§ **WORK TASK**
Find every line below that contains the word "TrySendError" and copy it out.

--- --- ---

// 该文件是 Kanjian （看见） 项目的一部分。
// src/task/decoupled.rs - 采集与推理解耦的后台循环
//
// 本文件根据 Apache 许可证第 2.0 版（以下简称“许可证”）授权使用；
// 除非遵守该许可证条款，否则您不得使用本文件。
// 您可通过以下网址获取许可证副本：
// http://www.apache.org/licenses/LICENSE-2.0
// 除非适用法律要求或书面同意，根据本许可协议分发的软件均按“原样”提供，
// 不附带任何形式的明示或暗示的保证或条件。
// 有关许可权限与限制的具体条款，请参阅本许可协议。
//
// Copyright (C) 2026 Johann Li <me@qinka.pro>, Wareless Group

//! 生产者/消费者驱动
//!
//! 采集端通过 [`FrameSubmitter`] 把帧放进容量为 1 的帧槽，永不阻塞；
//! 后台线程从帧槽取帧、跑流水线，把结果写进容量为 1 的结果槽，覆盖未被取走的旧结果。
//! 中间帧可能被跳过，只有最新的帧和结果有意义。

use std::{
  sync::{
    Arc, Mutex, PoisonError,
    atomic::{AtomicBool, AtomicU64, AtomicUsize, Ordering},
  },
  thread::{self, JoinHandle},
  time::{Duration, Instant},
};

use crossbeam_channel::{Receiver, RecvTimeoutError, Sender, TryRecvError, TrySendError, bounded};
use thiserror::Error;
use tracing::{debug, error, info, warn};

use crate::{
  frame::Frame,
  output::Rendered,
  task::{ErrorKind, Pipeline},
};

/// 后台线程取帧的轮询间隔
pub const POLL_INTERVAL: Duration = Duration::from_millis(100);
pub const DEFAULT_JOIN_TIMEOUT: Duration = Duration::from_secs(2);

#[derive(Debug, Clone, Copy, PartialEq, Eq)]
pub enum LoopState {
  Idle,
  Running,
  Stopping,
}

/// 帧槽已满时的处理方式
#[derive(Debug, Clone, Copy, PartialEq, Eq, Default)]
pub enum SlotPolicy {
  /// 用新帧替换槽中未处理的旧帧
  #[default]
  KeepLatest,
  /// 丢弃新帧
  DropIncoming,
}

#[derive(Error, Debug)]
pub enum DecoupledError {
  #[error("后台循环已在运行")]
  AlreadyRunning,
  #[error("无法创建后台线程: {0}")]
  Spawn(#[from] std::io::Error),
}

/// 后台线程因错误退出时留下的记录
#[derive(Debug, Clone, PartialEq, Eq)]
pub struct LoopFailure {
  pub kind: ErrorKind,
  pub message: String,
}

#[derive(Debug, Clone)]
pub struct LoopStatus {
  pub state: LoopState,
  pub processed: u64,
  pub submitted: u64,
  pub dropped: u64,
  pub fps: f64,
  pub last_error: Option<LoopFailure>,
}

#[derive(Default)]
struct Counters {
  /// 已投递但尚未处理完的帧
  in_flight: AtomicUsize,
  submitted: AtomicU64,
  dropped: AtomicU64,
  processed: AtomicU64,
  started: Mutex<Option<Instant>>,
  last_error: Mutex<Option<LoopFailure>>,
}

/// 采集端的投递句柄，可以克隆到采集回调里
#[derive(Clone)]
pub struct FrameSubmitter {
  frame_tx: Sender<Frame>,
  frame_rx: Receiver<Frame>,
  policy: SlotPolicy,
  counters: Arc<Counters>,
}

impl FrameSubmitter {
  /// 投递一帧，返回该帧是否进入了帧槽
  pub fn submit(&self, mut frame: Frame) -> bool {
    let counters = &self.counters;
    counters.submitted.fetch_add(1, Ordering::Relaxed);
    counters.in_flight.fetch_add(1, Ordering::AcqRel);

    loop {
      frame = match self.frame_tx.try_send(frame) {
        Ok(()) => return true,
        Err(TrySendError::Full(frame)) => frame,
        Err(TrySendError::Disconnected(_)) => {
          counters.in_flight.fetch_sub(1, Ordering::AcqRel);
          return false;
        }
      };
      if self.policy == SlotPolicy::DropIncoming {
        break;
      }
      // 槽里的旧帧可能已被工作线程取走，此时直接重试投递
      if self.frame_rx.try_recv().is_ok() {
        counters.in_flight.fetch_sub(1, Ordering::AcqRel);
        counters.dropped.fetch_add(1, Ordering::Relaxed);
        debug!("帧槽已满，替换旧帧");
      }
    }

    counters.in_flight.fetch_sub(1, Ordering::AcqRel);
    counters.dropped.fetch_add(1, Ordering::Relaxed);
    debug!("帧槽已满，丢弃新帧");
    false
  }
}

struct Worker {
  handle: JoinHandle<()>,
  running: Arc<AtomicBool>,
}

/// 后台推理循环：`Idle → Running → Stopping → Idle`
pub struct DecoupledLoop {
  pipeline: Arc<Mutex<Pipeline>>,
  submitter: FrameSubmitter,
  result_tx: Sender<Rendered>,
  result_rx: Receiver<Rendered>,
  worker: Option<Worker>,
  join_timeout: Duration,
}

impl DecoupledLoop {
  pub fn new(pipeline: Pipeline) -> Self {
    let (frame_tx, frame_rx) = bounded(1);
    let (result_tx, result_rx) = bounded(1);
    Self {
      pipeline: Arc::new(Mutex::new(pipeline)),
      submitter: FrameSubmitter {
        frame_tx,
        frame_rx,
        policy: SlotPolicy::default(),
        counters: Arc::new(Counters::default()),
      },
      result_tx,
      result_rx,
      worker: None,
      join_timeout: DEFAULT_JOIN_TIMEOUT,
    }
  }

  pub fn with_policy(mut self, policy: SlotPolicy) -> Self {
    self.submitter.policy = policy;
    self
  }

  pub fn with_join_timeout(mut self, timeout: Duration) -> Self {
    self.join_timeout = timeout;
    self
  }

  pub fn submitter(&self) -> FrameSubmitter {
    self.submitter.clone()
  }

  /// 在两帧之间修改流水线，例如切换预设
  pub fn with_pipeline<T>(&self, f: impl FnOnce(&mut Pipeline) -> T) -> T {
    let mut pipeline = self.pipeline.lock().unwrap_or_else(PoisonError::into_inner);
    f(&mut pipeline)
  }

  pub fn start(&mut self) -> Result<(), DecoupledError> {
    if self.worker.is_some() {
      match self.state() {
        LoopState::Idle => self.reap(),
        _ => return Err(DecoupledError::AlreadyRunning),
      }
    }

    let running = Arc::new(AtomicBool::new(true));
    let counters = self.submitter.counters.clone();
    *counters.last_error.lock().unwrap_or_else(PoisonError::into_inner) = None;
    *counters.started.lock().unwrap_or_else(PoisonError::into_inner) = Some(Instant::now());
    counters.processed.store(0, Ordering::Release);

    let context = WorkerContext {
      running: running.clone(),
      pipeline: self.pipeline.clone(),
      frame_rx: self.submitter.frame_rx.clone(),
      result_tx: self.result_tx.clone(),
      result_rx: self.result_rx.clone(),
      counters,
    };
    let handle = thread::Builder::new()
      .name("kanjian-worker".to_string())
      .spawn(move || context.run())?;

    info!("后台推理循环已启动");
    self.worker = Some(Worker { handle, running });
    Ok(())
  }

  /// 通知后台线程退出，并在限定时间内等待它结束
  pub fn stop(&mut self) {
    let Some(worker) = self.worker.take() else {
      return;
    };
    worker.running.store(false, Ordering::Release);

    let deadline = Instant::now() + self.join_timeout;
    while !worker.handle.is_finished() && Instant::now() < deadline {
      thread::sleep(Duration::from_millis(5));
    }
    if worker.handle.is_finished() {
      if worker.handle.join().is_err() {
        error!("后台推理线程异常退出");
      }
      info!("后台推理循环已停止");
    } else {
      warn!("等待后台推理线程超时 ({:?})，不再等待", self.join_timeout);
    }
  }

  fn reap(&mut self) {
    if let Some(worker) = self.worker.take()
      && worker.handle.join().is_err()
    {
      error!("后台推理线程异常退出");
    }
  }

  pub fn state(&self) -> LoopState {
    match &self.worker {
      None => LoopState::Idle,
      Some(worker) if worker.running.load(Ordering::Acquire) => LoopState::Running,
      Some(worker) if worker.handle.is_finished() => LoopState::Idle,
      Some(_) => LoopState::Stopping,
    }
  }

  pub fn status(&self) -> LoopStatus {
    let counters = &self.submitter.counters;
    let processed = counters.processed.load(Ordering::Acquire);
    let elapsed = counters
      .started
      .lock()
      .unwrap_or_else(PoisonError::into_inner)
      .map(|started| started.elapsed().as_secs_f64())
      .unwrap_or(0.0);
    LoopStatus {
      state: self.state(),
      processed,
      submitted: counters.submitted.load(Ordering::Relaxed),
      dropped: counters.dropped.load(Ordering::Relaxed),
      fps: if elapsed > 0.0 {
        processed as f64 / elapsed
      } else {
        0.0
      },
      last_error: counters
        .last_error
        .lock()
        .unwrap_or_else(PoisonError::into_inner)
        .clone(),
    }
  }

  pub fn fps(&self) -> f64 {
    self.status().fps
  }

  pub fn last_error(&self) -> Option<LoopFailure> {
    self.status().last_error
  }

  /// 取走最新的结果；没有新结果时返回 `None`
  pub fn latest_result(&self) -> Option<Rendered> {
    self.result_rx.try_recv().ok()
  }

  /// 等到所有已投递的帧都处理完，超时返回 `false`
  pub fn wait_idle(&self, timeout: Duration) -> bool {
    let deadline = Instant::now() + timeout;
    loop {
      if self.submitter.counters.in_flight.load(Ordering::Acquire) == 0 {
        return true;
      }
      if Instant::now() >= deadline {
        return false;
      }
      thread::sleep(Duration::from_millis(5));
    }
  }
}

impl Drop for DecoupledLoop {
  fn drop(&mut self) {
    self.stop();
  }
}

struct WorkerContext {
  running: Arc<AtomicBool>,
  pipeline: Arc<Mutex<Pipeline>>,
  frame_rx: Receiver<Frame>,
  result_tx: Sender<Rendered>,
  result_rx: Receiver<Rendered>,
  counters: Arc<Counters>,
}

impl WorkerContext {
  fn run(self) {
    while self.running.load(Ordering::Acquire) {
      let frame = match self.frame_rx.recv_timeout(POLL_INTERVAL) {
        Ok(frame) => frame,
        Err(RecvTimeoutError::Timeout) => continue,
        Err(RecvTimeoutError::Disconnected) => break,
      };
      if !self.running.load(Ordering::Acquire) {
        self.counters.in_flight.fetch_sub(1, Ordering::AcqRel);
        break;
      }

      let result = self
        .pipeline
        .lock()
        .unwrap_or_else(PoisonError::into_inner)
        .process(&frame);
      match result {
        Ok(rendered) => {
          self.publish(rendered);
          self.counters.processed.fetch_add(1, Ordering::AcqRel);
          self.counters.in_flight.fetch_sub(1, Ordering::AcqRel);
        }
        Err(e) => {
          error!("后台流水线失败，停止循环: {}", e);
          *self
            .counters
            .last_error
            .lock()
            .unwrap_or_else(PoisonError::into_inner) = Some(LoopFailure {
            kind: e.kind(),
            message: e.to_string(),
          });
          self.running.store(false, Ordering::Release);
          self.counters.in_flight.fetch_sub(1, Ordering::AcqRel);
          break;
        }
      }
    }
    debug!("后台推理线程退出");
  }

  /// 写入结果槽，覆盖尚未被取走的旧结果
  fn publish(&self, mut rendered: Rendered) {
    loop {
      match self.result_tx.try_send(rendered) {
        Ok(()) => return,
        Err(TrySendError::Full(back)) => {
          rendered = back;
          match self.result_rx.try_recv() {
            Ok(_) | Err(TryRecvError::Empty) => {}
            Err(TryRecvError::Disconnected) => return,
          }
        }
        Err(TrySendError::Disconnected(_)) => return,
      }
    }
  }
}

--- --- ---

§ **OUTPUT FOR THIS EXERCISE**
use crossbeam_channel::{Receiver, RecvTimeoutError, Sender, TryRecvError, TrySendError, bounded};
        Err(TrySendError::Full(frame)) => frame,
        Err(TrySendError::Disconnected(_)) => {
        Err(TrySendError::Full(back)) => {
        Err(TrySendError::Disconnected(_)) => return,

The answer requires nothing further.